Читаем Черное солнце. Депрессия и меланхолия полностью

Однако разные психические структуры по-разному управляются этим процессом негативности. Если отвергание (Verwerfung) одерживает верх над отрицанием, символическая ткань рвется, стирая самую реальность — такова экономия психоза. Меланхолик, способный дойти до отвергания (меланхолический психоз), при благоприятном развитии его болезни характеризуется однако же господством отказа над, отрицанием. Семиотические субстраты (аффективные или определяемые влечениями репрезентанты потери и кастрации), скрывающиеся за лингвистическими знаками, подвергаются отрицанию, и, соответственно, упраздняется внутрипсихическая способность этих знаков производить для субъекта смысл. В результате травматические воспоминания (потеря любимого родителя в детстве, какая-то более актуальная травма) не вытесняются, но постоянно поминаются, поскольку отказ от отрицания мешает работе вытеснения или, по крайней мере, той ее части, которая связана с представлением. Так что это поминание, это представление вытесненного не достигает символической проработки потери, поскольку знаки оказываются неспособными схватить первичные внутри психические вписывания и покончить с этой потерей благодаря такой проработке — напротив, в бессилии они воспроизводятся снова и снова. Человек в депрессии знает, что он полностью определяется своими настроениями, но он не пропускает их в свою речь. Он знает, что страдает по причине отделения от нарциссической материнской оболочки, но постоянно удерживает свою власть над этим адом, который нельзя потерять. Он знает, что у его матери нет пениса, но при этом постоянно представляет его — не только в снах, но и в своем «освобожденном», «бесстыдном» фактически нейтральном дискурсе, вступая в соревнование, зачастую грозящее смертью, с этой фаллической властью.

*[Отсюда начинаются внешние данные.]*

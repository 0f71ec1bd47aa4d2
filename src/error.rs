use thiserror::Error;

use crate::session::SessionPhase;

/// Top-level error type for the roomgrid kernel.
#[derive(Debug, Error)]
pub enum RoomGridError {
    #[error(transparent)]
    Grid(#[from] GridError),

    #[error(transparent)]
    Session(#[from] SessionError),

    #[error(transparent)]
    RoomStore(#[from] RoomStoreError),
}

/// Errors related to grid space configuration.
#[derive(Debug, Error)]
pub enum GridError {
    #[error("cell size must be positive and finite, got {0}")]
    InvalidCellSize(f64),
}

/// Errors reported by the authoring session.
///
/// None of these are fatal: the session stays in the phase it was in.
#[derive(Debug, Clone, PartialEq, Eq, Error)]
pub enum SessionError {
    #[error("room is not ready to finalize (phase: {phase:?})")]
    NotReady { phase: SessionPhase },

    #[error("`{event}` is not accepted in phase {phase:?}")]
    InvalidTransition {
        phase: SessionPhase,
        event: &'static str,
    },

    #[error("a draft is already active in this session")]
    DraftActive,
}

/// Errors related to the finalized room store.
#[derive(Debug, Error)]
pub enum RoomStoreError {
    #[error("room not found")]
    RoomNotFound,
}

/// Convenience type alias for results using [`RoomGridError`].
pub type Result<T> = std::result::Result<T, RoomGridError>;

На уровне знака расщепление отделяет означающее как от референта, так и от определяемых влечениями (семиотических) вписываний, и обесценивает все эти три инстанции.

На уровне нарциссизма расщепление сохраняет всемогущество и в то же самое время — деструктивность и боязнь уничтожения.

На уровне эдипова желания оно колеблется между страхом кастрации и фантазмом фаллического всевластия, которым наделяется как мать, так и сам субъект.

Повсюду отказ осуществляет расщепления и лишает жизни как представления, так и различные формы поведения.

Однако в противоположность психотику депрессивный человек сохраняет отцовское означающее, которое подвергнуто отказу, которое ослаблено, сделано двусмысленным, обесценено, но при этом сохраняется вплоть до прихода асимволии. Пока его не покрывает этот саван, прячущий отца и субъекта в одиночестве немоты, депрессивный человек не теряет возможности пользоваться знаками. Он сохраняет их, но у него они становятся абсурдными, замедленными, готовыми угаснуть, поскольку расщепление проникло в сам знак. Ведь депрессивный знак, вместо того чтобы связывать вызванный потерей аффект, отказывается как от аффекта, так и от означающего, признавая таким образом, что субъект в депрессии остается пленником непотерянного объекта (Вещи).

Аффективная первертность больного депрессией

Хотя отказ от означающего и напоминает механизм перверсии, следует сделать два замечания.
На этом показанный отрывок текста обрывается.